Wir fühlen uns jedesmal aufgerüttelt, Kinder meiner Seele, wenn wir auf dem Grund unseres Herzens jenen Ruf des heiligen Paulus vernehmen: »haec est enim voluntas Dei, sanctificatio vestra«1. Seit vierzig Jahren tue ich nichts anderes, als genau das zu predigen. Ich sage es zu mir selbst, und ich wiederhole es auch für euch und für alle Menschen: Das ist der Wille Gottes, dass wir heilig sind.
Ich habe kein anderes Rezept. Um den Seelen den Frieden zu bringen, um die Welt aufzurütteln, um in der Welt und durch die Dinge der Welt Gott, unseren Herrn, zu suchen, kenne ich kein anderes Rezept als die persönliche Heiligkeit. Deswegen sage ich immer, dass ich nur einen einzigen Kochtopf habe.
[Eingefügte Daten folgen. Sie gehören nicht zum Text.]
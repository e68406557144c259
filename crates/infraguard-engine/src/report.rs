use infraguard_types::{ScanResult, Severity, SeverityCounts, Status, StatusCounts, Verdict};

#[derive(Clone, Debug)]
pub struct DomainReport {
    pub verdict: Verdict,
    pub results: Vec<ScanResult>,
    pub rules_evaluated: u32,
    pub status_counts: StatusCounts,
    pub failed_by_severity: SeverityCounts,
}

pub fn count_statuses(results: &[ScanResult]) -> StatusCounts {
    let mut counts = StatusCounts::default();
    for r in results {
        match r.status {
            Status::Passed => counts.passed += 1,
            Status::Failed => counts.failed += 1,
            Status::Ignored => counts.ignored += 1,
        }
    }
    counts
}

pub fn count_failed_by_severity(results: &[ScanResult]) -> SeverityCounts {
    let mut counts = SeverityCounts::default();
    for r in results.iter().filter(|r| r.is_failed()) {
        match r.rule.severity {
            Severity::Low => counts.low += 1,
            Severity::Medium => counts.medium += 1,
            Severity::High => counts.high += 1,
            Severity::Critical => counts.critical += 1,
        }
    }
    counts
}

/// `Fail` when any failure reaches `fail_on`, or when any rule faulted.
///
/// A faulted rule never yields a passing verdict, whatever its severity.
pub fn compute_verdict(results: &[ScanResult], fail_on: Severity) -> Verdict {
    let failing = results
        .iter()
        .filter(|r| r.is_failed())
        .any(|r| r.rule.severity >= fail_on || r.is_fault());
    if failing { Verdict::Fail } else { Verdict::Pass }
}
»Invocabitis me … et ego exaudiam vos«2, ihr werdet zu mir rufen, und ich werde euch erhören. Und wir rufen zu Ihm, indem wir mit Ihm sprechen, indem wir uns im Gebet an Ihn wenden. Deswegen muss ich euch auch mit Worten des Apostels sagen: »conversatio autem nostra in caelis est«3, dass unsere Heimat im Himmel ist. Nichts kann uns trennen von der Nähe Gottes, von der Liebe, von der ständigen Vertrautheit mit dem Herrn. Wir haben mit mündlichen Gebeten begonnen, die wir – ihr wahrscheinlich genauso wie ich – von unseren Müttern gelernt haben: zarte und brennende Worte zur Mutter Gottes, die unsere Mutter ist. Auch ich wiederhole morgens und abends, nicht bloß einmal, sondern häufig: O meine Gebieterin, o meine Mutter! Dir bringe ich mich ganz dar, und um dir meine Hingabe zu bezeigen, weihe ich dir heute meine Augen, meine Ohren, meinen Mund, mein Herz … Was ist das anderes als wahrhafte Beschauung, eine Äußerung der Liebe? Was sagen die Menschen zueinander, wenn sie sich lieben? Was sagen sie einander, was schenken sie einander? Sie opfern sich für die Person, die sie lieben. Und wir haben uns Gott geschenkt mit Leib und Seele: mich selber, ganz und gar.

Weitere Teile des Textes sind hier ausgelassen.